The second season of Netflix’s “BoJack Horseman” is darker, funnier and cleverer than the first one, if that’s possible. Washed-up ’80s sitcom star BoJack, having gotten what he really wanted in the first season finale (a starring role in a Secretariat biopic), finds himself increasingly unable to cope with the anxieties of life. The resulting 12 episodes make for one of the most nuanced accounts of depression to air on television in recent memory. That sounds like a bummer — and it often is — but “BoJack” is still chock full of zany pop culture references and plenty of animal puns.

“Show Me a Hero”

“Show Me a Hero” is a sleek, sure HBO miniseries about one of the knottiest political issues of the modern era. Oscar Isaac stars as Nick Wasicsko, the young mayor of Yonkers, New York, faced with implementing a public housing project in the late 1980s. Municipal government is not a glamorous business, but the David Simon-directed miniseries manages to draw quite a bit of intrigue and intensity from the lives of its ordinary subjects. The six-part series focuses not only on Wacsisko’s bureaucratic nightmare but also on a sizable cast of Yonkers residents — those who live in public housing, those who oppose it and those who are paid by the city to find a compromise.

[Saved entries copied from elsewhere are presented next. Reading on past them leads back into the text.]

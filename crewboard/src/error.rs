//! Error types for crewboard commands

use std::fmt::Display;

use thiserror::Error;

use crewboard_store::StoreError;

/// Result type for crewboard commands
pub type Result<T> = std::result::Result<T, CrewboardError>;

/// Errors that can occur while executing crewboard commands
#[derive(Debug, Error)]
pub enum CrewboardError {
    /// A referenced row does not exist
    #[error("{resource} not found: {id}")]
    NotFound { resource: String, id: String },

    /// The project already has a board
    #[error("project already has a board: {project_id}")]
    BoardExists { project_id: String },

    /// The stage is already linked to the board
    #[error("stage is already on the board: {stage_id}")]
    StageAlreadyOnBoard { stage_id: String },

    /// The stage still holds tickets and cannot be removed
    #[error("stage still has tickets: {stage_id}")]
    StageHasTickets { stage_id: String },

    /// Stage orders submitted for a reorder must form the sequence 1..=n
    #[error("stage orders must run contiguously from 1, got {found}")]
    NonContiguousOrder { found: String },

    /// A pending approval request already exists for the project and group
    #[error("approval request for group {group_id} on project {project_id} is already pending")]
    PendingRequestExists {
        project_id: String,
        group_id: String,
    },

    /// A field value failed validation
    #[error("invalid {field}: {message}")]
    InvalidValue { field: String, message: String },

    /// Storage layer failure
    #[error(transparent)]
    Store(#[from] StoreError),

    /// Query option failure
    #[error(transparent)]
    Query(#[from] crewboard_query::QueryError),
}

/// Broad classification of a [`CrewboardError`].
///
/// Transports map these onto status codes without matching on every variant.
#[derive(Debug, Clone, Copy, PartialEq, Eq)]
pub enum ErrorKind {
    /// A referenced row does not exist
    NotFound,
    /// The command lost a race or violated a uniqueness rule
    Conflict,
    /// The input was malformed
    Validation,
    /// The store itself failed
    Storage,
}

impl CrewboardError {
    /// Create a not found error
    pub fn not_found(resource: impl Into<String>, id: impl Display) -> Self {
        Self::NotFound {
            resource: resource.into(),
            id: id.to_string(),
        }
    }

    /// Create a board exists error
    pub fn board_exists(project_id: impl Display) -> Self {
        Self::BoardExists {
            project_id: project_id.to_string(),
        }
    }

    /// Create a stage already on board error
    pub fn stage_already_on_board(stage_id: impl Display) -> Self {
        Self::StageAlreadyOnBoard {
            stage_id: stage_id.to_string(),
        }
    }

    /// Create a stage has tickets error
    pub fn stage_has_tickets(stage_id: impl Display) -> Self {
        Self::StageHasTickets {
            stage_id: stage_id.to_string(),
        }
    }

    /// Create a non-contiguous order error
    pub fn non_contiguous_order(found: impl Into<String>) -> Self {
        Self::NonContiguousOrder {
            found: found.into(),
        }
    }

    /// Create a pending request exists error
    pub fn pending_request_exists(project_id: impl Display, group_id: impl Display) -> Self {
        Self::PendingRequestExists {
            project_id: project_id.to_string(),
            group_id: group_id.to_string(),
        }
    }

    /// Create an invalid value error
    pub fn invalid_value(field: impl Into<String>, message: impl Into<String>) -> Self {
        Self::InvalidValue {
            field: field.into(),
            message: message.into(),
        }
    }

    /// Classify this error for transport mapping
    pub fn kind(&self) -> ErrorKind {
        match self {
            Self::NotFound { .. } => ErrorKind::NotFound,
            Self::BoardExists { .. }
            | Self::StageAlreadyOnBoard { .. }
            | Self::StageHasTickets { .. }
            | Self::PendingRequestExists { .. } => ErrorKind::Conflict,
            Self::NonContiguousOrder { .. } | Self::InvalidValue { .. } | Self::Query(_) => {
                ErrorKind::Validation
            }
            Self::Store(err) => match err {
                StoreError::RowNotFound { .. } => ErrorKind::NotFound,
                StoreError::DuplicateId { .. }
                | StoreError::VersionConflict { .. }
                | StoreError::Constraint { .. } => ErrorKind::Conflict,
                StoreError::Query(_) => ErrorKind::Validation,
                StoreError::LockBusy { .. } | StoreError::Io(_) | StoreError::Json(_) => {
                    ErrorKind::Storage
                }
            },
        }
    }
}

#[cfg(test)]
mod tests {
    use super::*;

    #[test]
    fn test_error_display() {
        let err = CrewboardError::not_found("ticket", "abc123");
        assert_eq!(err.to_string(), "ticket not found: abc123");

        let err = CrewboardError::board_exists("p1");
        assert_eq!(err.to_string(), "project already has a board: p1");

        let err = CrewboardError::non_contiguous_order("[1, 3, 4]");
        assert_eq!(
            err.to_string(),
            "stage orders must run contiguously from 1, got [1, 3, 4]"
        );
    }

    #[test]
    fn test_error_kinds() {
        assert_eq!(
            CrewboardError::not_found("board", "b1").kind(),
            ErrorKind::NotFound
        );
        assert_eq!(
            CrewboardError::board_exists("p1").kind(),
            ErrorKind::Conflict
        );
        assert_eq!(
            CrewboardError::invalid_value("title", "must not be empty").kind(),
            ErrorKind::Validation
        );
        assert_eq!(
            CrewboardError::from(StoreError::row_not_found("ticket", "t1")).kind(),
            ErrorKind::NotFound
        );
        assert_eq!(
            CrewboardError::from(StoreError::version_conflict("ticket", "t1")).kind(),
            ErrorKind::Conflict
        );
        assert_eq!(
            CrewboardError::from(StoreError::constraint("one board per project")).kind(),
            ErrorKind::Conflict
        );
    }

    #[test]
    fn test_query_errors_classify_as_validation() {
        let err = CrewboardError::from(crewboard_query::QueryError::unknown_sort_field("bogus"));
        assert_eq!(err.kind(), ErrorKind::Validation);

        let nested = CrewboardError::from(StoreError::from(
            crewboard_query::QueryError::unknown_sort_field("bogus"),
        ));
        assert_eq!(nested.kind(), ErrorKind::Validation);
    }
}
//! Shared fixtures for command tests
//!
//! Every fixture goes through the public commands, so the seeded rows
//! look exactly like rows produced by real use.

use crate::board::AddBoard;
use crate::context::{CrewboardContext, Session};
use crate::execute::Execute;
use crate::group::AddGroup;
use crate::project::AddProject;
use crate::stage::AddStage;
use crate::types::{Board, BoardStage, Group, Project, Role, User, UserId};
use crate::user::AddUser;

/// In-memory context acting as a freshly created admin named Ada Admin
pub(crate) async fn ctx() -> CrewboardContext {
    let boot = CrewboardContext::in_memory(Session::new(UserId::new()));
    let admin = AddUser::new("Ada", "Admin")
        .with_roles(vec![Role::Admin])
        .execute(&boot)
        .await
        .unwrap();
    boot.with_session(Session::new(admin.id))
}

pub(crate) async fn seed_user(ctx: &CrewboardContext, first: &str, last: &str) -> User {
    AddUser::new(first, last).execute(ctx).await.unwrap()
}

pub(crate) async fn seed_project(ctx: &CrewboardContext, name: &str) -> Project {
    AddProject::new(name).execute(ctx).await.unwrap()
}

pub(crate) async fn seed_group(ctx: &CrewboardContext, name: &str) -> Group {
    AddGroup::new(name).execute(ctx).await.unwrap()
}

pub(crate) async fn seed_board(ctx: &CrewboardContext, project: &Project) -> Board {
    AddBoard::new(project.id.clone()).execute(ctx).await.unwrap()
}

/// A board for project "Atlas" with stages Todo, Doing, Done owned by
/// group "Platform"
pub(crate) struct Pipeline {
    pub board: Board,
    pub group: Group,
    pub todo: BoardStage,
    pub doing: BoardStage,
    pub done: BoardStage,
}

pub(crate) async fn seed_pipeline(ctx: &CrewboardContext) -> Pipeline {
    let project = seed_project(ctx, "Atlas").await;
    let board = seed_board(ctx, &project).await;
    let group = seed_group(ctx, "Platform").await;
    let todo = AddStage::new(board.id.clone(), "Todo", group.id.clone())
        .execute(ctx)
        .await
        .unwrap();
    let doing = AddStage::new(board.id.clone(), "Doing", group.id.clone())
        .execute(ctx)
        .await
        .unwrap();
    let done = AddStage::new(board.id.clone(), "Done", group.id.clone())
        .execute(ctx)
        .await
        .unwrap();
    Pipeline {
        board,
        group,
        todo,
        doing,
        done,
    }
}
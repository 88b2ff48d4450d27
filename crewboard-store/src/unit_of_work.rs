//! Unit of work and per-entity repositories

use std::collections::HashMap;
use std::marker::PhantomData;
use std::sync::Arc;

use crewboard_query::{QueryOptions, Sortable};

use crate::database::Database;
use crate::entity::{Schema, Stored};
use crate::error::{Result, StoreError};

type Apply<S> = Box<dyn FnOnce(&mut S) -> Result<()> + Send>;

/// Request-scoped container of staged writes, committed atomically
///
/// Reads record the version of every row they return; updates and deletes
/// staged afterwards replay those versions as expected versions, so a row
/// changed by a concurrent commit fails the whole [`save`](Self::save)
/// with [`StoreError::VersionConflict`] and nothing is applied.
///
/// Staged writes are not visible to reads within the same unit of work;
/// commands carry forward the rows they stage. Dropping the unit of work
/// without saving discards everything staged.
pub struct UnitOfWork<S> {
    db: Arc<Database<S>>,
    writes: Vec<Apply<S>>,
    read_versions: HashMap<(&'static str, String), u64>,
}

impl<S: Schema> UnitOfWork<S> {
    /// Start an empty unit of work against `db`
    pub fn new(db: Arc<Database<S>>) -> Self {
        Self {
            db,
            writes: Vec::new(),
            read_versions: HashMap::new(),
        }
    }

    /// Repository facade for one entity type
    pub fn repo<T: Stored<S>>(&mut self) -> Repo<'_, S, T> {
        Repo {
            uow: self,
            _marker: PhantomData,
        }
    }

    /// Stage a commit-time invariant check
    ///
    /// Guards run in stage order together with the writes, against the
    /// state the commit is mutating, and abort the whole commit by
    /// returning an error. Stage a guard before the write it protects.
    pub fn guard(&mut self, check: impl FnOnce(&S) -> Result<()> + Send + 'static) {
        self.writes.push(Box::new(move |state| check(state)));
    }

    /// Whether anything has been staged
    pub fn is_dirty(&self) -> bool {
        !self.writes.is_empty()
    }

    /// Commit every staged write as one atomic unit
    ///
    /// A save with nothing staged is a no-op.
    pub async fn save(self) -> Result<()> {
        let UnitOfWork { db, writes, .. } = self;
        if writes.is_empty() {
            return Ok(());
        }
        db.commit(move |state| {
            for write in writes {
                write(state)?;
            }
            Ok(())
        })
        .await
    }

    fn record_read<T: Stored<S>>(&mut self, id: &T::Id, version: u64) {
        self.read_versions.insert((T::KIND, id.to_string()), version);
    }

    fn recorded_version<T: Stored<S>>(&self, id: &T::Id) -> Option<u64> {
        self.read_versions.get(&(T::KIND, id.to_string())).copied()
    }
}

/// Typed repository over one entity table, borrowed from a unit of work
pub struct Repo<'u, S, T> {
    uow: &'u mut UnitOfWork<S>,
    _marker: PhantomData<T>,
}

impl<'u, S: Schema, T: Stored<S>> Repo<'u, S, T> {
    /// Size of the full table, ignoring any filter or paging
    pub async fn count(&self) -> usize {
        self.uow.db.read(|state| T::table(state).len()).await
    }

    /// Point lookup; absence is a normal outcome, not an error
    pub async fn get_by_id(&mut self, id: &T::Id) -> Option<T> {
        let found = self
            .uow
            .db
            .read(|state| T::table(state).get(id).map(|v| (v.row.clone(), v.version)))
            .await;
        let (row, version) = found?;
        self.uow.record_read::<T>(id, version);
        Some(row)
    }

    /// Point lookup from a raw string id
    pub async fn get_str(&mut self, id: &str) -> Option<T>
    where
        T::Id: From<String>,
    {
        let id = T::Id::from(id.to_string());
        self.get_by_id(&id).await
    }

    /// Stage an insert
    ///
    /// The commit fails with [`StoreError::DuplicateId`] when the id is
    /// already taken.
    pub fn insert(&mut self, row: T) {
        self.uow
            .writes
            .push(Box::new(move |state| T::table_mut(state).insert_new(row)));
    }

    /// Stage an update guarded by the version observed when the row was
    /// read through this unit of work
    ///
    /// Fails immediately with [`StoreError::RowNotFound`] when the row
    /// does not exist at staging time.
    pub async fn update(&mut self, row: T) -> Result<()> {
        let id = row.id();
        let expected = self.expected_version(&id).await?;
        self.uow.writes.push(Box::new(move |state| {
            T::table_mut(state).apply_update(row, expected)
        }));
        Ok(())
    }

    /// Stage a delete guarded like [`update`](Self::update)
    pub async fn delete(&mut self, row: &T) -> Result<()> {
        let id = row.id();
        let expected = self.expected_version(&id).await?;
        self.uow.writes.push(Box::new(move |state| {
            T::table_mut(state).apply_delete(&id, expected)
        }));
        Ok(())
    }

    async fn expected_version(&mut self, id: &T::Id) -> Result<u64> {
        if let Some(version) = self.uow.recorded_version::<T>(id) {
            return Ok(version);
        }
        self.uow
            .db
            .read(|state| {
                T::table(state)
                    .get(id)
                    .map(|v| v.version)
                    .ok_or_else(|| StoreError::row_not_found(T::KIND, id.to_string()))
            })
            .await
    }
}

impl<'u, S: Schema, T: Stored<S> + Sortable> Repo<'u, S, T> {
    /// Rows matching `options`, in query order
    ///
    /// The underlying table iterates in id order, so unsorted queries are
    /// still deterministic.
    pub async fn list(&mut self, options: &QueryOptions<T>) -> Result<Vec<T>> {
        let rows: Vec<(T, u64)> = self
            .uow
            .db
            .read(|state| {
                T::table(state)
                    .rows()
                    .map(|v| (v.row.clone(), v.version))
                    .collect()
            })
            .await;

        let mut out = Vec::with_capacity(rows.len());
        for (row, version) in rows {
            self.uow.record_read::<T>(&row.id(), version);
            out.push(row);
        }
        Ok(crewboard_query::evaluate(out, options)?)
    }

    /// First row matching `options`, if any
    pub async fn get(&mut self, options: &QueryOptions<T>) -> Result<Option<T>> {
        Ok(self.list(options).await?.into_iter().next())
    }
}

“Wet Hot American Summer: First Day of Camp”

Everything old is new again, at least according to the tidal wave of reboots currently threatening to drown us all. But every so often old titles prove themselves worthy of a second look. Fourteen years after the release of “Wet Hot American Summer,” David Wain and Michael Showalter reimagined their little summer-camp comedy as a Netflix miniseries. Amy Poehler and Bradley Cooper direct a musical about the death penalty. Paul Rudd smolders his way through every episode. H. Jon Benjamin reprises his role as a talking can of vegetables. It’s summer perfection.